• [Task instructions] The entries follow. Print each one exactly.

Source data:
/---

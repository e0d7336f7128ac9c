use chrono::Duration;
use log::*;
use pasal_payment_engine::{db_types::Order, events::EventProducers, EngineConfig, OrderFlowApi, SqliteDatabase};
use tokio::task::JoinHandle;

/// Starts the background sweep worker. Do not await the returned JoinHandle, as it runs indefinitely.
///
/// Each tick cancels digital-payment orders whose payment has been pending longer than
/// `pending_payment_timeout`, then re-evaluates the seller-balance release gate for delivered orders still
/// inside their hold period.
pub fn start_sweep_worker(
    db: SqliteDatabase,
    producers: EventProducers,
    engine_config: EngineConfig,
    pending_payment_timeout: Duration,
    interval_secs: u64,
) -> JoinHandle<()> {
    tokio::spawn(async move {
        let mut timer = tokio::time::interval(std::time::Duration::from_secs(interval_secs));
        let api = OrderFlowApi::new(db, producers, engine_config);
        info!("🕰️ Background sweep worker started. Interval: {interval_secs}s");
        loop {
            timer.tick().await;
            trace!("🕰️ Running payment expiry sweep");
            match api.expire_stale_pending(pending_payment_timeout).await {
                Ok(result) if result.cancelled.is_empty() => {},
                Ok(result) => {
                    info!("🕰️ {} stale orders cancelled: {}", result.cancelled.len(), order_list(&result.cancelled));
                },
                Err(e) => error!("🕰️ Error running payment expiry sweep: {e}"),
            }
            trace!("🕰️ Running seller release sweep");
            match api.retry_pending_releases().await {
                Ok(result) => {
                    if !result.released.is_empty() {
                        info!("🕰️ Released seller balances for: {}", order_list(&result.released));
                    }
                    if result.still_waiting > 0 {
                        debug!("🕰️ {} delivered orders still inside the release hold", result.still_waiting);
                    }
                },
                Err(e) => error!("🕰️ Error running seller release sweep: {e}"),
            }
        }
    })
}

fn order_list(orders: &[Order]) -> String {
    orders.iter().map(|o| format!("#{} ({})", o.id, o.invoice)).collect::<Vec<String>>().join(", ")
}
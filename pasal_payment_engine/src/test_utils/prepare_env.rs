use std::path::Path;

use log::*;
use pasal_common::Rupee;
use sqlx::{migrate, migrate::MigrateDatabase, Sqlite};

use crate::{
    db_types::{OrderStatus, PaymentStatus},
    SqliteDatabase,
};

/// Creates a fresh database at `url`, runs migrations and initialises logging. Call once at the top of
/// every integration test.
pub async fn prepare_test_env(url: &str) -> SqliteDatabase {
    dotenvy::from_filename(".env.test").ok();
    let _ = env_logger::try_init();
    create_database(url).await;
    let db = SqliteDatabase::new_with_url(url, 5).await.expect("Error creating connection to database");
    migrate!("./src/sqlite/migrations").run(db.pool()).await.expect("Error running DB migrations");
    debug!("🚀️ Test database ready at {url}");
    db
}

pub fn random_db_path() -> String {
    format!("sqlite://../data/test_store_{}.db", rand::random::<u64>())
}

pub async fn create_database<P: AsRef<Path>>(path: P) {
    let p = path.as_ref().as_os_str().to_str().unwrap();
    if let Err(e) = Sqlite::drop_database(p).await {
        warn!("Error dropping database {p}: {e:?}");
    }
    Sqlite::create_database(p).await.expect("Error creating database");
}

/// Inserts a product row directly, bypassing the engine. Returns the product id.
///
/// Seeding goes through an awaited transaction so the row is committed before this returns. A bare
/// `RETURNING`-into-`fetch_one` on the pool hands the row back while the implicit commit is still in
/// flight, and the very next query can land on a connection that does not see it yet.
pub async fn seed_product(
    db: &SqliteDatabase,
    name: &str,
    price: Rupee,
    stock: i64,
    seller_id: Option<i64>,
    commission_rate_bp: Option<i64>,
) -> i64 {
    let mut tx = db.pool().begin().await.expect("Error opening seed transaction");
    let (id,): (i64,) = sqlx::query_as(
        "INSERT INTO products (name, price, stock, seller_id, commission_rate_bp) VALUES ($1, $2, $3, $4, $5) \
         RETURNING id",
    )
    .bind(name)
    .bind(price)
    .bind(stock)
    .bind(seller_id)
    .bind(commission_rate_bp)
    .fetch_one(&mut *tx)
    .await
    .expect("Error seeding product");
    tx.commit().await.expect("Error committing seeded product");
    id
}

/// Inserts a coupon row directly, bypassing the engine.
#[allow(clippy::too_many_arguments)]
pub async fn seed_coupon(
    db: &SqliteDatabase,
    code: &str,
    kind: &str,
    value: i64,
    max_discount: Option<Rupee>,
    min_order_amount: Option<Rupee>,
    usage_limit: Option<i64>,
) {
    let mut tx = db.pool().begin().await.expect("Error opening seed transaction");
    sqlx::query(
        "INSERT INTO coupons (code, kind, value, max_discount, min_order_amount, usage_limit) \
         VALUES ($1, $2, $3, $4, $5, $6)",
    )
    .bind(code)
    .bind(kind)
    .bind(value)
    .bind(max_discount)
    .bind(min_order_amount)
    .bind(usage_limit)
    .execute(&mut *tx)
    .await
    .expect("Error seeding coupon");
    tx.commit().await.expect("Error committing seeded coupon");
}

/// Overwrites an order's status tuple directly, bypassing the engine, its legality checks and its side
/// effects. Lets a test stand in for a process that died between committing a transition and running the
/// coordinator.
pub async fn force_order_state(
    db: &SqliteDatabase,
    order_id: i64,
    status: OrderStatus,
    payment_status: PaymentStatus,
) {
    let mut tx = db.pool().begin().await.expect("Error opening transaction");
    sqlx::query("UPDATE orders SET status = $1, payment_status = $2 WHERE id = $3")
        .bind(status)
        .bind(payment_status)
        .bind(order_id)
        .execute(&mut *tx)
        .await
        .expect("Error forcing order state");
    tx.commit().await.expect("Error committing forced order state");
}

/// Current stock level for a product.
pub async fn product_stock(db: &SqliteDatabase, product_id: i64) -> i64 {
    let (stock,): (i64,) = sqlx::query_as("SELECT stock FROM products WHERE id = $1")
        .bind(product_id)
        .fetch_one(db.pool())
        .await
        .expect("Error fetching stock");
    stock
}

\---

• [Exercise solution]
repository e0d7336f7128ac9c
use chrono::Duration;
use log::*;
use pasal_payment_engine::{db_types::Order, events::EventProducers, EngineConfig, OrderFlowApi, SqliteDatabase};
use tokio::task::JoinHandle;

/// Starts the background sweep worker. Do not await the returned JoinHandle, as it runs indefinitely.
///
/// Each tick cancels digital-payment orders whose payment has been pending longer than
/// `pending_payment_timeout`, then re-evaluates the seller-balance release gate for delivered orders still
/// inside their hold period.
pub fn start_sweep_worker(
    db: SqliteDatabase,
    producers: EventProducers,
    engine_config: EngineConfig,
    pending_payment_timeout: Duration,
    interval_secs: u64,
) -> JoinHandle<()> {
    tokio::spawn(async move {
        let mut timer = tokio::time::interval(std::time::Duration::from_secs(interval_secs));
        let api = OrderFlowApi::new(db, producers, engine_config);
        info!("🕰️ Background sweep worker started. Interval: {interval_secs}s");
        loop {
            timer.tick().await;
            trace!("🕰️ Running payment expiry sweep");
            match api.expire_stale_pending(pending_payment_timeout).await {
                Ok(result) if result.cancelled.is_empty() => {},
                Ok(result) => {
                    info!("🕰️ {} stale orders cancelled: {}", result.cancelled.len(), order_list(&result.cancelled));
                },
                Err(e) => error!("🕰️ Error running payment expiry sweep: {e}"),
            }
            trace!("🕰️ Running seller release sweep");
            match api.retry_pending_releases().await {
                Ok(result) => {
                    if !result.released.is_empty() {
                        info!("🕰️ Released seller balances for: {}", order_list(&result.released));
                    }
                    if result.still_waiting > 0 {
                        debug!("🕰️ {} delivered orders still inside the release hold", result.still_waiting);
                    }
                },
                Err(e) => error!("🕰️ Error running seller release sweep: {e}"),
            }
        }
    })
}

fn order_list(orders: &[Order]) -> String {
    orders.iter().map(|o| format!("#{} ({})", o.id, o.invoice)).collect::<Vec<String>>().join(", ")
}
filename pasal_payment_engine/src/test_utils/prepare_env.rs
use std::path::Path;

use log::*;
use pasal_common::Rupee;
use sqlx::{migrate, migrate::MigrateDatabase, Sqlite};

use crate::{
    db_types::{OrderStatus, PaymentStatus},
    SqliteDatabase,
};

/// Creates a fresh database at `url`, runs migrations and initialises logging. Call once at the top of
/// every integration test.
pub async fn prepare_test_env(url: &str) -> SqliteDatabase {
    dotenvy::from_filename(".env.test").ok();
    let _ = env_logger::try_init();
    create_database(url).await;
    let db = SqliteDatabase::new_with_url(url, 5).await.expect("Error creating connection to database");
    migrate!("./src/sqlite/migrations").run(db.pool()).await.expect("Error running DB migrations");
    debug!("🚀️ Test database ready at {url}");
    db
}

pub fn random_db_path() -> String {
    format!("sqlite://../data/test_store_{}.db", rand::random::<u64>())
}

pub async fn create_database<P: AsRef<Path>>(path: P) {
    let p = path.as_ref().as_os_str().to_str().unwrap();
    if let Err(e) = Sqlite::drop_database(p).await {
        warn!("Error dropping database {p}: {e:?}");
    }
    Sqlite::create_database(p).await.expect("Error creating database");
}

/// Inserts a product row directly, bypassing the engine. Returns the product id.
///
/// Seeding goes through an awaited transaction so the row is committed before this returns. A bare
/// `RETURNING`-into-`fetch_one` on the pool hands the row back while the implicit commit is still in
/// flight, and the very next query can land on a connection that does not see it yet.
pub async fn seed_product(
    db: &SqliteDatabase,
    name: &str,
    price: Rupee,
    stock: i64,
    seller_id: Option<i64>,
    commission_rate_bp: Option<i64>,
) -> i64 {
    let mut tx = db.pool().begin().await.expect("Error opening seed transaction");
    let (id,): (i64,) = sqlx::query_as(
        "INSERT INTO products (name, price, stock, seller_id, commission_rate_bp) VALUES ($1, $2, $3, $4, $5) \
         RETURNING id",
    )
    .bind(name)
    .bind(price)
    .bind(stock)
    .bind(seller_id)
    .bind(commission_rate_bp)
    .fetch_one(&mut *tx)
    .await
    .expect("Error seeding product");
    tx.commit().await.expect("Error committing seeded product");
    id
}

/// Inserts a coupon row directly, bypassing the engine.
#[allow(clippy::too_many_arguments)]
pub async fn seed_coupon(
    db: &SqliteDatabase,
    code: &str,
    kind: &str,
    value: i64,
    max_discount: Option<Rupee>,
    min_order_amount: Option<Rupee>,
    usage_limit: Option<i64>,
) {
    let mut tx = db.pool().begin().await.expect("Error opening seed transaction");
    sqlx::query(
        "INSERT INTO coupons (code, kind, value, max_discount, min_order_amount, usage_limit) \
         VALUES ($1, $2, $3, $4, $5, $6)",
    )
    .bind(code)
    .bind(kind)
    .bind(value)
    .bind(max_discount)
    .bind(min_order_amount)
    .bind(usage_limit)
    .execute(&mut *tx)
    .await
    .expect("Error seeding coupon");
    tx.commit().await.expect("Error committing seeded coupon");
}

/// Overwrites an order's status tuple directly, bypassing the engine, its legality checks and its side
/// effects. Lets a test stand in for a process that died between committing a transition and running the
/// coordinator.
pub async fn force_order_state(
    db: &SqliteDatabase,
    order_id: i64,
    status: OrderStatus,
    payment_status: PaymentStatus,
) {
    let mut tx = db.pool().begin().await.expect("Error opening transaction");
    sqlx::query("UPDATE orders SET status = $1, payment_status = $2 WHERE id = $3")
        .bind(status)
        .bind(payment_status)
        .bind(order_id)
        .execute(&mut *tx)
        .await
        .expect("Error forcing order state");
    tx.commit().await.expect("Error committing forced order state");
}

/// Current stock level for a product.
pub async fn product_stock(db: &SqliteDatabase, product_id: i64) -> i64 {
    let (stock,): (i64,) = sqlx::query_as("SELECT stock FROM products WHERE id = $1")
        .bind(product_id)
        .fetch_one(db.pool())
        .await
        .expect("Error fetching stock");
    stock
}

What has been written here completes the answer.